Bankruptcy law provides different types of protections for retirement accounts, depending on whether the account is an ERISA (Employment Retirement Income Security Act) qualified plan or a non-ERISA plan. ERISA qualified plans are established by the employer, adhere to specific IRS guidelines, and are tax exempt. IRAs (Individual Retirement Accounts) are the most common type of non-ERISA plan, but all non-ERISA plans are included under BAPCPA’s umbrella of protection. If you aren’t sure if your retirement account is an ERISA-qualified plan or a non-ERISA plan, ask your employer.
The United States Supreme Court ruled that ERISA-qualified retirement plans are not property included in bankruptcy and cannot be taken by the bankruptcy trustee to pay creditors. Therefore, you don’t need to worry about your ERISA-qualified plan during Chapter 7 bankruptcy. Some common types of ERISA-qualified plans include 401(k)s, 403(b) or profit-sharing plans, 457(b) deferred compensation plans, governmental plans, and tax-exempt organizational plans.

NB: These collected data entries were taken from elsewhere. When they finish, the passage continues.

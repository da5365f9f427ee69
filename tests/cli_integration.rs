//! CLI integration tests.
//!
//! These tests verify argument parsing for both binaries, configuration
//! loading, and the session commands the client exposes.

use std::ffi::OsString;
use std::io::Write;
use std::path::PathBuf;
use std::time::Duration;

use tempfile::{NamedTempFile, TempDir};

use netshell::cli::{
    parse_client_args_from, parse_server_args_from, ClientAction, EvalSource, ServerArgs,
};
use netshell::client::{ClientOptions, Controller, ProfileOverrides, TargetRequest};
use netshell::config::Config;
use netshell::SessionStore;

fn args(binary: &str, args: &[&str]) -> Vec<OsString> {
    std::iter::once(binary)
        .chain(args.iter().copied())
        .map(OsString::from)
        .collect()
}

// ============================================================================
// CLI Argument Tests
// ============================================================================

#[test]
fn test_server_cli_defaults() {
    let result = parse_server_args_from(args("netshelld", &[])).unwrap();

    assert!(result.host.is_none());
    assert!(result.port.is_none());
    assert!(result.config.is_none());
    assert!(result.log_level.is_none());
}

#[test]
fn test_server_cli_full_options() {
    let result = parse_server_args_from(args(
        "netshelld",
        &["-H", "127.0.0.1", "-c", "/etc/netshell.json", "-l", "debug", "9999"],
    ))
    .unwrap();

    assert_eq!(result.host.as_deref(), Some("127.0.0.1"));
    assert_eq!(result.port, Some(9999));
    assert_eq!(result.config, Some(PathBuf::from("/etc/netshell.json")));
    assert_eq!(result.log_level, Some("debug".to_string()));
}

#[test]
fn test_server_cli_invalid_port() {
    let result = parse_server_args_from(args("netshelld", &["-p", "not-a-number"]));
    assert!(result.is_err());
}

#[test]
fn test_client_cli_modes() {
    let interactive = parse_client_args_from(args("netshell", &["amiga.local"])).unwrap();
    assert_eq!(interactive.action(), ClientAction::Interactive);
    assert!(!interactive.basic);

    let eval = parse_client_args_from(args("netshell", &["-e", "ls", "amiga.local", "2324"])).unwrap();
    assert_eq!(eval.action(), ClientAction::Eval(EvalSource::Command("ls".into())));
    assert_eq!(eval.port, Some(2324));

    let basic = parse_client_args_from(args("netshell", &["--basic", "-s", "work"])).unwrap();
    assert!(basic.basic);
    assert_eq!(basic.session.as_deref(), Some("work"));
    assert!(basic.host.is_none());
}

#[test]
fn test_client_cli_idle_timeout() {
    let result =
        parse_client_args_from(args("netshell", &["h", "-e", "x", "--idle-timeout", "1500"])).unwrap();
    assert_eq!(result.idle_timeout, Some(Duration::from_millis(1500)));
}

// ============================================================================
// Configuration Loading Tests
// ============================================================================

#[test]
fn test_config_from_json_file() {
    let json = r#"{
        "server": {
            "host": "192.168.1.100",
            "port": 9000,
            "backlog": 64,
            "sniff_timeout_ms": 750,
            "max_transfer_size": 1048576
        },
        "shell": {
            "program": "/bin/bash",
            "args": ["-i"]
        },
        "logging": {
            "level": "debug"
        }
    }"#;

    let mut file = NamedTempFile::new().unwrap();
    file.write_all(json.as_bytes()).unwrap();

    let config = Config::from_file(file.path()).unwrap();

    assert_eq!(config.server.host, "192.168.1.100");
    assert_eq!(config.server.port, 9000);
    assert_eq!(config.server.backlog, 64);
    assert_eq!(config.server.max_transfer_size, 1048576);
    assert_eq!(config.shell.program, "/bin/bash");
    assert_eq!(config.logging.level, "debug");

    let server = config.to_server_config().unwrap();
    assert_eq!(server.sniff_timeout, Duration::from_millis(750));
    assert_eq!(server.bind_address(), "192.168.1.100:9000");
}

#[test]
fn test_config_priority_cli_over_file() {
    let json = r#"{
        "server": {
            "host": "10.0.0.1",
            "port": 5000
        }
    }"#;

    let mut file = NamedTempFile::new().unwrap();
    file.write_all(json.as_bytes()).unwrap();

    let args = ServerArgs {
        port: Some(8080),
        config: Some(file.path().to_path_buf()),
        ..ServerArgs::default()
    };

    let config = Config::load(&args).unwrap();

    // CLI port wins, file host survives
    assert_eq!(config.server.host, "10.0.0.1");
    assert_eq!(config.server.port, 8080);
}

#[test]
fn test_config_missing_file() {
    let args = ServerArgs {
        config: Some(PathBuf::from("/nonexistent/netshell.json")),
        ..ServerArgs::default()
    };
    assert!(Config::load(&args).is_err());
}

#[test]
fn test_config_ipv6_bind_address() {
    let json = r#"{"server": {"host": "::1", "port": 2324}}"#;
    let config: Config = serde_json::from_str(json).unwrap();
    let server = config.to_server_config().unwrap();
    assert_eq!(server.bind_address(), "[::1]:2324");
}

#[test]
fn test_config_partial_deserialization() {
    let json = r#"{"shell": {"working_dir": "/tmp"}}"#;
    let config: Config = serde_json::from_str(json).unwrap();

    assert_eq!(config.server.port, 2324);
    assert_eq!(config.shell.program, "/bin/sh"); // Default
    assert_eq!(config.shell.working_dir, Some(PathBuf::from("/tmp")));
}

// ============================================================================
// Session Command Tests
// ============================================================================

#[test]
fn test_saved_session_workflow() {
    let dir = TempDir::new().unwrap();
    let controller = Controller::new(SessionStore::new(dir.path()), ClientOptions::default());

    let parsed = parse_client_args_from(args(
        "netshell",
        &["-S", "amiga", "192.168.1.136", "-u", "bob", "-d", "A1200 in the lab"],
    ))
    .unwrap();
    let ClientAction::SaveSession(name) = parsed.action() else {
        panic!("expected a save action");
    };
    controller
        .save_session(
            &name,
            parsed.host.as_deref(),
            &ProfileOverrides {
                address: parsed.address.clone(),
                port: parsed.port,
                username: parsed.username.clone(),
                description: parsed.description.clone(),
            },
        )
        .unwrap();
    controller.store().set_default("amiga").unwrap();

    let listing = controller.list_sessions().unwrap();
    assert!(listing.contains("amiga [default] - bob@192.168.1.136:2324 (A1200 in the lab)"));

    // No host at all falls back to the default session
    let target = controller.resolve(&TargetRequest::default()).unwrap();
    assert_eq!(target.host, "192.168.1.136");
    assert_eq!(target.session.as_deref(), Some("amiga"));

    let raw = std::fs::read_to_string(dir.path().join("sessions/amiga")).unwrap();
    assert!(raw.contains("hostname=192.168.1.136\n"));
    assert!(raw.contains("is_default=true\n"));
}
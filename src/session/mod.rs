//! Saved connection profiles.
//!
//! This module provides the session profile record and the file-backed store
//! that keeps one profile per name plus a pointer to the default session.

mod profile;
mod store;

pub use profile::SessionProfile;
pub use store::{SessionEntry, SessionStore, CONFIG_DIR_ENV};
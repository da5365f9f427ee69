//! netshell client.
//!
//! [`Connection`] is the transport and transfer runtime, [`Multiplexer`] the
//! interactive loop, and [`Controller`] ties both to the session store.

mod connection;
mod controller;
mod interactive;
mod terminal;

pub use connection::Connection;
pub use controller::{
    ClientOptions, Controller, ProfileOverrides, Target, TargetRequest, Transfer,
    DEFAULT_IDLE_TIMEOUT,
};
pub use interactive::{ExitReason, Multiplexer, TerminalMode, DEFAULT_TICK};
pub use terminal::{is_terminal, RawModeGuard, DETACH_KEY};
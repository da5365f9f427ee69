//! Logging initialization and configuration.
//!
//! Log output always goes to stderr so that the client's stdout carries
//! nothing but remote shell output.

use tracing_subscriber::{layer::SubscriberExt, util::SubscriberInitExt, EnvFilter};

/// Default filter used by the server when `RUST_LOG` is unset.
pub const SERVER_DEFAULT_FILTER: &str = "netshell=info";

/// Default filter used by the client when `RUST_LOG` is unset.
pub const CLIENT_DEFAULT_FILTER: &str = "netshell=warn";

fn filter_or(default: &str) -> EnvFilter {
    EnvFilter::try_from_default_env().unwrap_or_else(|_| EnvFilter::new(default))
}

/// Initialize logging with an explicit filter directive (e.g. `debug` or
/// `netshell=trace`), ignoring `RUST_LOG`.
///
/// A bare level such as `debug` is scoped to this crate.
pub fn init_with_filter(directive: &str) -> Result<(), tracing_subscriber::util::TryInitError> {
    let directive = if directive.contains('=') || directive.contains(',') {
        directive.to_string()
    } else {
        format!("netshell={}", directive)
    };

    tracing_subscriber::registry()
        .with(EnvFilter::new(directive))
        .with(
            tracing_subscriber::fmt::layer()
                .compact()
                .with_writer(std::io::stderr),
        )
        .try_init()
}

/// Try to initialize the logging system.
///
/// Returns `Ok(())` if successful, or `Err` if logging has already been
/// initialized.
pub fn try_init() -> Result<(), tracing_subscriber::util::TryInitError> {
    try_init_with_default(SERVER_DEFAULT_FILTER)
}

/// Try to initialize logging, honoring `RUST_LOG` and falling back to
/// `default` when it is unset.
pub fn try_init_with_default(default: &str) -> Result<(), tracing_subscriber::util::TryInitError> {
    tracing_subscriber::registry()
        .with(filter_or(default))
        .with(
            tracing_subscriber::fmt::layer()
                .compact()
                .with_writer(std::io::stderr),
        )
        .try_init()
}
//! Wire protocol shared by the server and the client.
//!
//! A connection starts in one of two modes:
//!
//! - **Basic**: no framing at all. Bytes go straight to and from the remote
//!   shell's standard streams.
//! - **Extended**: the client opened with [`MAGIC`] and the server answered
//!   with [`ACK`]. From then on the client sends newline-terminated text
//!   commands (see [`ExtendedCommand`]) and the server answers with
//!   [`Reply`] lines, optionally followed by raw payload bytes.

mod command;
pub mod negotiate;

pub use command::{CommandError, ExtendedCommand};
pub use negotiate::{negotiate_client, sniff_server, Negotiated, PeekStream};

use std::fmt;
use std::time::Duration;

/// Default TCP port for the server.
pub const DEFAULT_PORT: u16 = 2324;

/// Bytes a client sends to request the extended protocol.
pub const MAGIC: &[u8] = b"NETSHELL_EXTENDED_V1\n";

/// Server acknowledgment of [`MAGIC`].
pub const ACK: &[u8] = b"EXTENDED_ACK\n";

/// How long the server waits for [`MAGIC`] before falling back to basic mode.
pub const SNIFF_TIMEOUT: Duration = Duration::from_secs(2);

/// Protocol mode negotiated for a connection.
#[derive(Debug, Clone, Copy, PartialEq, Eq, Default)]
pub enum Mode {
    /// Raw shell passthrough.
    #[default]
    Basic,
    /// Text command protocol with file transfer.
    Extended,
}

impl Mode {
    /// Whether extended commands may be used on this connection.
    pub fn is_extended(&self) -> bool {
        matches!(self, Mode::Extended)
    }
}

impl fmt::Display for Mode {
    fn fmt(&self, f: &mut fmt::Formatter<'_>) -> fmt::Result {
        match self {
            Mode::Basic => f.write_str("basic"),
            Mode::Extended => f.write_str("extended"),
        }
    }
}

/// A single reply line sent by the server in extended mode.
#[derive(Debug, Clone, PartialEq, Eq)]
pub enum Reply {
    /// Server is ready to receive an upload payload.
    Ready,
    /// Upload stored.
    Ok,
    /// Operation failed after it was accepted.
    Error,
    /// Operation refused before anything was touched.
    Deny,
    /// Requested file does not exist.
    NotFound,
    /// Download payload of the given length follows.
    Size(u64),
    /// Verb not recognized.
    UnknownCommand,
}

impl Reply {
    /// Encode the reply as a newline-terminated wire line.
    pub fn to_line(&self) -> Vec<u8> {
        format!("{}\n", self).into_bytes()
    }

    /// Parse one reply line, with or without its trailing newline.
    pub fn parse(line: &[u8]) -> Option<Self> {
        let line = trim_line_end(line);
        match line {
            b"READY" => Some(Reply::Ready),
            b"OK" => Some(Reply::Ok),
            b"ERROR" => Some(Reply::Error),
            b"DENY" => Some(Reply::Deny),
            b"NOT_FOUND" => Some(Reply::NotFound),
            b"UNKNOWN_COMMAND" => Some(Reply::UnknownCommand),
            _ => {
                let size = line.strip_prefix(b"SIZE ")?;
                std::str::from_utf8(size).ok()?.parse().ok().map(Reply::Size)
            }
        }
    }
}

impl fmt::Display for Reply {
    fn fmt(&self, f: &mut fmt::Formatter<'_>) -> fmt::Result {
        match self {
            Reply::Ready => f.write_str("READY"),
            Reply::Ok => f.write_str("OK"),
            Reply::Error => f.write_str("ERROR"),
            Reply::Deny => f.write_str("DENY"),
            Reply::NotFound => f.write_str("NOT_FOUND"),
            Reply::Size(n) => write!(f, "SIZE {}", n),
            Reply::UnknownCommand => f.write_str("UNKNOWN_COMMAND"),
        }
    }
}

/// Strip a trailing `\n` or `\r\n`.
pub(crate) fn trim_line_end(line: &[u8]) -> &[u8] {
    let line = line.strip_suffix(b"\n").unwrap_or(line);
    line.strip_suffix(b"\r").unwrap_or(line)
}
//! Server configuration.
//!
//! Configuration is loaded with the following priority (highest to lowest):
//! 1. Command-line arguments
//! 2. Environment variables
//! 3. Configuration file (JSON)
//! 4. Default values

use std::path::{Path, PathBuf};
use std::time::Duration;

use serde::{Deserialize, Serialize};

use crate::cli::ServerArgs;
use crate::protocol::DEFAULT_PORT;
use crate::server::{ServerConfig, ShellCommand, DEFAULT_BACKLOG, DEFAULT_MAX_TRANSFER};

/// Application configuration.
#[derive(Debug, Clone, Default, Serialize, Deserialize)]
#[serde(default)]
pub struct Config {
    /// Listener configuration.
    pub server: ServerSection,
    /// Shell started for basic connections.
    pub shell: ShellSection,
    /// Logging configuration.
    pub logging: LoggingSection,
}

/// Listener configuration section.
#[derive(Debug, Clone, Serialize, Deserialize)]
#[serde(default)]
pub struct ServerSection {
    /// Host address to bind to.
    pub host: String,
    /// Port to listen on.
    pub port: u16,
    /// Listen backlog.
    pub backlog: u32,
    /// Handshake window in milliseconds.
    pub sniff_timeout_ms: u64,
    /// Largest file accepted or served, in bytes.
    pub max_transfer_size: u64,
}

impl Default for ServerSection {
    fn default() -> Self {
        Self {
            host: "0.0.0.0".to_string(),
            port: DEFAULT_PORT,
            backlog: DEFAULT_BACKLOG,
            sniff_timeout_ms: 2000,
            max_transfer_size: DEFAULT_MAX_TRANSFER,
        }
    }
}

/// Shell configuration section.
#[derive(Debug, Clone, Serialize, Deserialize)]
#[serde(default)]
pub struct ShellSection {
    /// Program to run.
    pub program: String,
    /// Arguments to pass.
    pub args: Vec<String>,
    /// Working directory; the server's own when unset.
    pub working_dir: Option<PathBuf>,
}

impl Default for ShellSection {
    fn default() -> Self {
        let shell = ShellCommand::default();
        Self {
            program: shell.program,
            args: shell.args,
            working_dir: shell.working_dir,
        }
    }
}

/// Logging configuration section.
#[derive(Debug, Clone, Serialize, Deserialize)]
#[serde(default)]
pub struct LoggingSection {
    /// Log level (error, warn, info, debug, trace).
    pub level: String,
}

impl Default for LoggingSection {
    fn default() -> Self {
        Self {
            level: "info".to_string(),
        }
    }
}

impl Config {
    /// Load configuration from a JSON file.
    pub fn from_file(path: &Path) -> Result<Self, ConfigError> {
        let content = std::fs::read_to_string(path).map_err(ConfigError::Io)?;
        serde_json::from_str(&content).map_err(ConfigError::Json)
    }

    /// Apply environment variable overrides.
    pub fn apply_env(&mut self) -> Result<(), ConfigError> {
        self.apply_env_from(|key| std::env::var(key).ok())
    }

    /// Apply overrides from an environment lookup (for testing).
    pub fn apply_env_from<F>(&mut self, lookup: F) -> Result<(), ConfigError>
    where
        F: Fn(&str) -> Option<String>,
    {
        if let Some(host) = lookup("NETSHELL_HOST").filter(|h| !h.is_empty()) {
            self.server.host = host;
        }

        if let Some(port) = lookup("NETSHELL_PORT") {
            self.server.port = port
                .parse()
                .map_err(|_| ConfigError::InvalidPort(port.clone()))?;
        }

        if let Some(shell) = lookup("NETSHELL_SHELL").filter(|s| !s.is_empty()) {
            self.shell.program = shell;
        }

        if let Some(level) = lookup("NETSHELL_LOG_LEVEL") {
            self.logging.level = level;
        } else if let Some(level) = lookup("RUST_LOG") {
            self.logging.level = level;
        }
        Ok(())
    }

    /// Apply CLI argument overrides.
    pub fn apply_args(&mut self, args: &ServerArgs) {
        if let Some(ref host) = args.host {
            self.server.host = host.clone();
        }
        if let Some(port) = args.port {
            self.server.port = port;
        }
        if let Some(ref level) = args.log_level {
            self.logging.level = level.clone();
        }
    }

    /// Load configuration with full priority chain.
    ///
    /// Priority: CLI args > env vars > config file > defaults
    pub fn load(args: &ServerArgs) -> Result<Self, ConfigError> {
        let mut config = match args.config {
            Some(ref path) => Config::from_file(path)?,
            None => Config::default(),
        };
        config.apply_env()?;
        config.apply_args(args);
        Ok(config)
    }

    /// Convert to the runtime server configuration.
    pub fn to_server_config(&self) -> Result<ServerConfig, ConfigError> {
        if self.server.port == 0 {
            return Err(ConfigError::InvalidPort("0".to_string()));
        }
        if self.shell.program.is_empty() {
            return Err(ConfigError::EmptyShell);
        }

        let mut shell = ShellCommand::new(self.shell.program.clone()).args(self.shell.args.clone());
        if let Some(ref dir) = self.shell.working_dir {
            shell = shell.working_dir(dir.clone());
        }

        let mut config = ServerConfig::new(self.server.host.clone(), self.server.port)
            .with_shell(shell)
            .with_sniff_timeout(Duration::from_millis(self.server.sniff_timeout_ms))
            .with_max_transfer_size(self.server.max_transfer_size);
        config.backlog = self.server.backlog;
        Ok(config)
    }

    /// Get the log level filter string.
    pub fn log_filter(&self) -> &str {
        &self.logging.level
    }
}

/// Configuration errors.
#[derive(Debug)]
pub enum ConfigError {
    /// IO error reading config file.
    Io(std::io::Error),
    /// JSON parsing error.
    Json(serde_json::Error),
    /// Port is not a number in 1..=65535.
    InvalidPort(String),
    /// Shell program is empty.
    EmptyShell,
}

impl std::fmt::Display for ConfigError {
    fn fmt(&self, f: &mut std::fmt::Formatter<'_>) -> std::fmt::Result {
        match self {
            Self::Io(e) => write!(f, "failed to read config file: {}", e),
            Self::Json(e) => write!(f, "failed to parse config file: {}", e),
            Self::InvalidPort(port) => write!(f, "invalid port: {}", port),
            Self::EmptyShell => write!(f, "shell program must not be empty"),
        }
    }
}

impl std::error::Error for ConfigError {}
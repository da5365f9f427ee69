//! # netshell
//!
//! Remote shell over raw TCP.
//!
//! A `netshelld` server accepts TCP connections and, for each one, either
//! hands the socket to a freshly spawned shell process (basic mode) or serves
//! a small line-oriented file-transfer protocol (extended mode). The mode is
//! picked by sniffing the first bytes the client sends.
//!
//! The `netshell` client connects with or without the extended handshake and
//! offers an interactive session, one-shot command evaluation, file transfer
//! and named connection profiles.
//!
//! ## Quick Start
//!
//! ```no_run
//! use netshell::client::Connection;
//!
//! #[tokio::main]
//! async fn main() -> netshell::Result<()> {
//!     netshell::logging::try_init().ok();
//!
//!     let mut conn = Connection::connect("192.168.1.136", netshell::protocol::DEFAULT_PORT).await?;
//!     conn.negotiate(None).await?;
//!     conn.send_file("notes.txt".as_ref(), "/tmp/notes.txt".as_ref()).await?;
//!     Ok(())
//! }
//! ```

#[cfg(not(unix))]
compile_error!("netshell requires a Unix platform");

pub mod cli;
pub mod client;
pub mod config;
pub mod error;
pub mod logging;
pub mod protocol;
pub mod server;
pub mod session;

// Re-export commonly used types
pub use client::{Connection, Controller};
pub use error::{NetshellError, Result};
pub use protocol::{Mode, Reply};
pub use server::{Server, ServerConfig, ShellCommand};
pub use session::{SessionProfile, SessionStore};
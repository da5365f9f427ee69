//! Process bridge: attaches a basic connection to a shell process.

use std::os::fd::OwnedFd;
use std::process::{ExitStatus, Stdio};

use tokio::net::TcpStream;
use tokio::process::Command;
use tracing::{debug, error};

use super::ShellCommand;
use crate::error::NetshellError;
use crate::Result;

/// Spawn `shell` with its stdin, stdout and stderr all set to `stream`, then
/// wait for it to exit.
///
/// The socket is switched back to blocking mode first: the child shares the
/// open file description and a plain shell cannot cope with `EAGAIN`. Every
/// copy held by this process is closed right after the spawn, so the
/// connection ends as soon as the shell exits.
pub async fn attach_shell(stream: TcpStream, shell: &ShellCommand) -> Result<ExitStatus> {
    let socket = stream.into_std()?;
    socket.set_nonblocking(false)?;

    let fd = OwnedFd::from(socket);
    let stdin = fd.try_clone()?;
    let stdout = fd.try_clone()?;

    let mut command = Command::new(&shell.program);
    command
        .args(&shell.args)
        .stdin(Stdio::from(stdin))
        .stdout(Stdio::from(stdout))
        .stderr(Stdio::from(fd));
    if let Some(dir) = &shell.working_dir {
        command.current_dir(dir);
    }

    let spawned = command.spawn();
    // Releases this process's descriptors for the socket.
    drop(command);

    let mut child = spawned.map_err(|source| {
        error!("failed to spawn {}: {}", shell.program, source);
        NetshellError::Spawn {
            program: shell.program.clone(),
            source,
        }
    })?;

    debug!("shell {} started with pid {:?}", shell.program, child.id());
    let status = child.wait().await?;
    debug!("shell exited: {}", status);
    Ok(status)
}
//! Session profile record and its `key=value` file format.

use std::time::{SystemTime, UNIX_EPOCH};

use crate::error::NetshellError;
use crate::protocol::DEFAULT_PORT;
use crate::Result;

/// A saved connection profile.
#[derive(Debug, Clone, PartialEq, Eq)]
pub struct SessionProfile {
    /// Host name or address of the server.
    pub hostname: String,
    /// Server port.
    pub port: u16,
    /// Free-form user name recorded with the profile.
    pub username: String,
    /// Free-form description.
    pub description: String,
    /// Last time the profile was used, in seconds since the Unix epoch.
    pub last_used: u64,
    /// Whether this profile is the default one.
    pub is_default: bool,
}

impl SessionProfile {
    /// Create a profile for `hostname:port` stamped with the current time.
    pub fn new(hostname: impl Into<String>, port: u16) -> Self {
        Self {
            hostname: hostname.into(),
            port,
            username: String::new(),
            description: String::new(),
            last_used: now(),
            is_default: false,
        }
    }

    pub fn with_username(mut self, username: impl Into<String>) -> Self {
        self.username = username.into();
        self
    }

    pub fn with_description(mut self, description: impl Into<String>) -> Self {
        self.description = description.into();
        self
    }

    /// Update the last-used timestamp.
    pub fn touch(&mut self) {
        self.last_used = now();
    }

    /// Render the profile as `key=value` lines.
    pub fn to_file_contents(&self) -> String {
        format!(
            "hostname={}\nport={}\nusername={}\ndescription={}\nlast_used={}\nis_default={}\n",
            single_line(&self.hostname),
            self.port,
            single_line(&self.username),
            single_line(&self.description),
            self.last_used,
            self.is_default
        )
    }

    /// Parse `key=value` lines. Unknown keys are ignored; a missing hostname
    /// or an unparsable number is an error.
    pub fn from_file_contents(name: &str, contents: &str) -> Result<Self> {
        let invalid = |reason: String| NetshellError::InvalidProfile {
            name: name.to_string(),
            reason,
        };

        let mut hostname = None;
        let mut profile = SessionProfile {
            hostname: String::new(),
            port: DEFAULT_PORT,
            username: String::new(),
            description: String::new(),
            last_used: 0,
            is_default: false,
        };

        for line in contents.lines() {
            let Some((key, value)) = line.split_once('=') else {
                continue;
            };
            match key.trim() {
                "hostname" => hostname = Some(value.to_string()),
                "port" => {
                    profile.port = value
                        .trim()
                        .parse()
                        .map_err(|_| invalid(format!("bad port '{}'", value)))?;
                }
                "username" => profile.username = value.to_string(),
                "description" => profile.description = value.to_string(),
                "last_used" => {
                    profile.last_used = value
                        .trim()
                        .parse()
                        .map_err(|_| invalid(format!("bad last_used '{}'", value)))?;
                }
                "is_default" => profile.is_default = matches!(value.trim(), "true" | "1"),
                _ => {}
            }
        }

        profile.hostname = hostname
            .filter(|h| !h.is_empty())
            .ok_or_else(|| invalid("missing hostname".to_string()))?;
        Ok(profile)
    }
}

/// Values are stored one per line, so embedded line breaks are flattened.
fn single_line(value: &str) -> String {
    value.replace(['\n', '\r'], " ")
}

fn now() -> u64 {
    SystemTime::now()
        .duration_since(UNIX_EPOCH)
        .map(|d| d.as_secs())
        .unwrap_or(0)
}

ERISA-Qualified retirement plans offer another significant advantage. They are protected up to the cap determined by federal law. Any assets that fall within the cap, cannot be lost during bankruptcy. This is important not only to those filing bankruptcy now, but to individuals considering tapping their retirement accounts to pay off debt that is eligible for bankruptcy discharge. It’s relatively common for consumers to consider accessing retirement funds to pay off debt to avoid declaring bankruptcy, yet doing so should be considered only as a last resort. It is best to step into a fresh financial start after bankruptcy with retirement funds still in place.
Non-ERISA retirement accounts also enjoy protections offered by federal bankruptcy law. Common types of non-ERISA qualified plans include IRAs, Roth IRAs, SEP-IRAs (for owners of small businesses), Simple IRAs (for the self-employed), and similarly structured retirement plans.
Unlike ERISA plans, traditional and Roth IRA protections are capped at $1,362,800 if the case is filed after April 1, 2019, and before March 31, 2022. The cap applies to multiple accounts, so if you have more than one traditional or Roth IRA, only $1,362,800 of the combined total can be protected (the protected amount is not per account). Any amount between the accounts that surpasses the cap is available to the bankruptcy trustee when repaying creditors. The federal cap is adjusted for inflation every three years with the next adjustment scheduled for April 1, 2022.
In some instances, the federal protections for retirement account balances do not apply. For example, once money is withdrawn from a retirement plan, it is no longer protected by the federal exemption. The IRS may also be able to access retirement assets if there is a valid tax lien against you. Divorcing spouses may also gain access to retirement accounts in certain situations.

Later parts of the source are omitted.